-- TASK STATEMENT --
Your answer is to be every line of the material that includes the string "Copy".
RECORDS SHOWN section start
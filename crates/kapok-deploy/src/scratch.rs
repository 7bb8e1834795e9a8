//! Chart output directories
//!
//! A [`ScratchDir`] either wraps a caller-supplied directory, which is never
//! removed, or a temporary directory Kapok created itself. An owned directory
//! is removed on drop, but only once [`ScratchDir::arm`] has been called
//! right before the install attempt.

use std::path::{Path, PathBuf};

/// Prefix of directories created under the system temp dir
pub const SCRATCH_PREFIX: &str = "kapok-";

#[derive(Debug)]
pub struct ScratchDir {
    path: PathBuf,
    owned: bool,
    armed: bool,
}

impl ScratchDir {
    /// Create a fresh directory under the system temp dir
    pub fn create() -> std::io::Result<Self> {
        let dir = tempfile::Builder::new().prefix(SCRATCH_PREFIX).tempdir()?;

        Ok(Self {
            // Removal is governed by `owned` and `armed`, not by TempDir
            path: dir.keep(),
            owned: true,
            armed: false,
        })
    }

    /// Wrap a caller-supplied directory
    pub fn borrowed(path: impl Into<PathBuf>) -> Self {
        Self {
            path: path.into(),
            owned: false,
            armed: false,
        }
    }

    pub fn path(&self) -> &Path {
        &self.path
    }

    /// Whether Kapok created this directory
    pub fn is_owned(&self) -> bool {
        self.owned
    }

    /// Schedule removal on drop (no-op for borrowed directories)
    pub fn arm(&mut self) {
        self.armed = true;
    }

    /// Whether dropping this value removes the directory
    pub fn removes_on_drop(&self) -> bool {
        self.owned && self.armed
    }

    /// Remove an owned, armed directory now
    ///
    /// Returns whether the directory was actually removed. The guard is
    /// disarmed afterwards, so a failed removal is not retried on drop.
    pub fn cleanup(&mut self) -> bool {
        if !self.removes_on_drop() {
            return false;
        }
        self.armed = false;

        match std::fs::remove_dir_all(&self.path) {
            Ok(()) => {
                tracing::debug!(path = %self.path.display(), "removed scratch directory");
                true
            }
            Err(e) => {
                tracing::warn!(
                    path = %self.path.display(),
                    error = %e,
                    "failed to remove scratch directory"
                );
                false
            }
        }
    }
}

impl Drop for ScratchDir {
    fn drop(&mut self) {
        self.cleanup();
    }
}

#[cfg(test)]
mod tests {
    use super::*;
    use tempfile::TempDir;

    #[test]
    fn test_owned_unarmed_is_kept() {
        let scratch = ScratchDir::create().unwrap();
        let path = scratch.path().to_path_buf();
        assert!(scratch.is_owned());
        drop(scratch);

        assert!(path.is_dir());
        std::fs::remove_dir_all(path).unwrap();
    }

    #[test]
    fn test_owned_armed_is_removed() {
        let mut scratch = ScratchDir::create().unwrap();
        let path = scratch.path().to_path_buf();
        std::fs::write(path.join("Chart.yaml"), "name: kapok\n").unwrap();

        scratch.arm();
        drop(scratch);

        assert!(!path.exists());
    }

    #[test]
    fn test_borrowed_is_never_removed() {
        let dir = TempDir::new().unwrap();
        let mut scratch = ScratchDir::borrowed(dir.path());
        scratch.arm();
        assert!(!scratch.removes_on_drop());
        drop(scratch);

        assert!(dir.path().is_dir());
    }

    #[test]
    fn test_cleanup_reports_removal() {
        let mut scratch = ScratchDir::create().unwrap();
        let path = scratch.path().to_path_buf();

        assert!(!scratch.cleanup(), "unarmed guard must not remove");
        assert!(path.is_dir());

        scratch.arm();
        assert!(scratch.cleanup());
        assert!(!path.exists());
        assert!(!scratch.removes_on_drop());
    }

    #[test]
    fn test_cleanup_failure_is_reported() {
        let mut scratch = ScratchDir::create().unwrap();
        // Gone before the guard gets to it
        std::fs::remove_dir_all(scratch.path()).unwrap();

        scratch.arm();
        assert!(!scratch.cleanup());
    }

    #[test]
    fn test_borrowed_cleanup_is_noop() {
        let dir = TempDir::new().unwrap();
        let mut scratch = ScratchDir::borrowed(dir.path());
        scratch.arm();

        assert!(!scratch.cleanup());
        assert!(dir.path().is_dir());
    }

    #[test]
    fn test_scratch_prefix() {
        let scratch = ScratchDir::create().unwrap();
        let name = scratch.path().file_name().unwrap().to_string_lossy().to_string();
        assert!(name.starts_with(SCRATCH_PREFIX));

        let mut scratch = scratch;
        scratch.arm();
    }
}
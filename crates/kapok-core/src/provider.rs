//! Cloud provider detection and per-provider defaults
//!
//! A kube context name usually carries enough information to tell which
//! managed Kubernetes offering it points at: EKS contexts are ARNs, GKE
//! contexts are prefixed with `gke_`, AKS API servers live under
//! `azmk8s.io`. Anything else falls back to [`Provider::Generic`].

use once_cell::sync::Lazy;
use regex::Regex;
use serde::{Deserialize, Serialize};
use std::str::FromStr;

use crate::error::CoreError;

/// Marker present in every EKS context created by `aws eks update-kubeconfig`
const AWS_ARN_MARKER: &str = "arn:aws";

/// Prefixes used by `gcloud container clusters get-credentials`
const GKE_MARKERS: [&str; 2] = ["gke_", "gke-"];

/// DNS suffix of AKS API servers
const AKS_DOMAIN_SUFFIX: &str = ".azmk8s.io";

/// A provider token bounded by start/end of string or a non-letter on both sides
fn token_pattern(token: &str) -> Regex {
    Regex::new(&format!("(?i)(^|[^a-z]){token}([^a-z]|$)")).expect("token pattern is valid")
}

static EKS_TOKEN: Lazy<Regex> = Lazy::new(|| token_pattern("eks"));
static AKS_TOKEN: Lazy<Regex> = Lazy::new(|| token_pattern("aks"));

/// Target cloud provider
#[derive(Debug, Clone, Copy, Default, PartialEq, Eq, Hash, Serialize, Deserialize)]
#[serde(rename_all = "lowercase")]
pub enum Provider {
    Aws,
    Gcp,
    Azure,
    #[default]
    Generic,
}

impl Provider {
    /// Every provider, in classification precedence order
    pub const ALL: [Provider; 4] = [
        Provider::Aws,
        Provider::Gcp,
        Provider::Azure,
        Provider::Generic,
    ];

    /// Lowercase identifier used in values files and on the command line
    pub fn as_str(&self) -> &'static str {
        match self {
            Self::Aws => "aws",
            Self::Gcp => "gcp",
            Self::Azure => "azure",
            Self::Generic => "generic",
        }
    }

    /// Platform defaults for this provider
    pub fn defaults(&self) -> ProviderDefaults {
        let (storage_class, ingress_class) = match self {
            Self::Aws => ("gp3", "alb"),
            Self::Gcp => ("standard-rwo", "gce"),
            Self::Azure => ("managed-premium", "azure-application-gateway"),
            Self::Generic => ("standard", "nginx"),
        };

        ProviderDefaults {
            provider: *self,
            storage_class,
            ingress_class,
        }
    }
}

impl std::fmt::Display for Provider {
    fn fmt(&self, f: &mut std::fmt::Formatter<'_>) -> std::fmt::Result {
        f.write_str(self.as_str())
    }
}

impl FromStr for Provider {
    type Err = CoreError;

    fn from_str(s: &str) -> Result<Self, Self::Err> {
        Provider::ALL
            .into_iter()
            .find(|p| p.as_str().eq_ignore_ascii_case(s.trim()))
            .ok_or_else(|| CoreError::InvalidProvider {
                value: s.to_string(),
            })
    }
}

/// Storage and ingress classes native to a provider
#[derive(Debug, Clone, Copy, PartialEq, Eq, Serialize)]
#[serde(rename_all = "camelCase")]
pub struct ProviderDefaults {
    pub provider: Provider,
    pub storage_class: &'static str,
    pub ingress_class: &'static str,
}

/// Classify a kube context identifier
///
/// Rules are evaluated in order and the first match wins:
/// 1. an AWS ARN or a bounded `eks` token
/// 2. a `gke_` / `gke-` marker
/// 3. the AKS domain suffix or a bounded `aks` token
///
/// Matching ignores case. An empty identifier is [`Provider::Generic`].
pub fn classify(context: &str) -> Provider {
    let lowered = context.to_ascii_lowercase();

    if lowered.contains(AWS_ARN_MARKER) || EKS_TOKEN.is_match(&lowered) {
        Provider::Aws
    } else if GKE_MARKERS.iter().any(|m| lowered.contains(m)) {
        Provider::Gcp
    } else if lowered.ends_with(AKS_DOMAIN_SUFFIX) || AKS_TOKEN.is_match(&lowered) {
        Provider::Azure
    } else {
        Provider::Generic
    }
}
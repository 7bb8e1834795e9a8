//! Helm install invocation

use kapok_core::DeploymentConfig;
use std::path::{Path, PathBuf};

/// Arguments of a `helm upgrade --install` run
#[derive(Debug, Clone, PartialEq, Eq)]
pub struct InstallCommand {
    /// Release name
    pub release: String,

    /// Target namespace
    pub namespace: String,

    /// Path to the umbrella chart
    pub chart: PathBuf,

    /// Create the namespace if it doesn't exist
    pub create_namespace: bool,

    /// Wait for resources to be ready
    pub wait: bool,

    /// Duration string understood by `helm --timeout`
    pub timeout: String,
}

impl InstallCommand {
    /// Install `chart` as configured, waiting up to `timeout`
    pub fn new(config: &DeploymentConfig, chart: &Path, timeout: &str) -> Self {
        Self {
            release: config.release_name.clone(),
            namespace: config.namespace.clone(),
            chart: chart.to_path_buf(),
            create_namespace: true,
            wait: true,
            timeout: timeout.to_string(),
        }
    }

    /// Argument vector passed to the helm binary
    pub fn args(&self) -> Vec<String> {
        let mut args = vec![
            "upgrade".to_string(),
            "--install".to_string(),
            self.release.clone(),
            self.chart.display().to_string(),
            "--namespace".to_string(),
            self.namespace.clone(),
        ];

        if self.create_namespace {
            args.push("--create-namespace".to_string());
        }
        if self.wait {
            args.push("--wait".to_string());
        }
        args.push("--timeout".to_string());
        args.push(self.timeout.clone());

        args
    }
}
RECORDS SHOWN section end
-- ANSWER SECTION --
#[derive(Debug, Clone, Copy, Default, PartialEq, Eq, Hash, Serialize, Deserialize)]
#[derive(Debug, Clone, Copy, PartialEq, Eq, Serialize)]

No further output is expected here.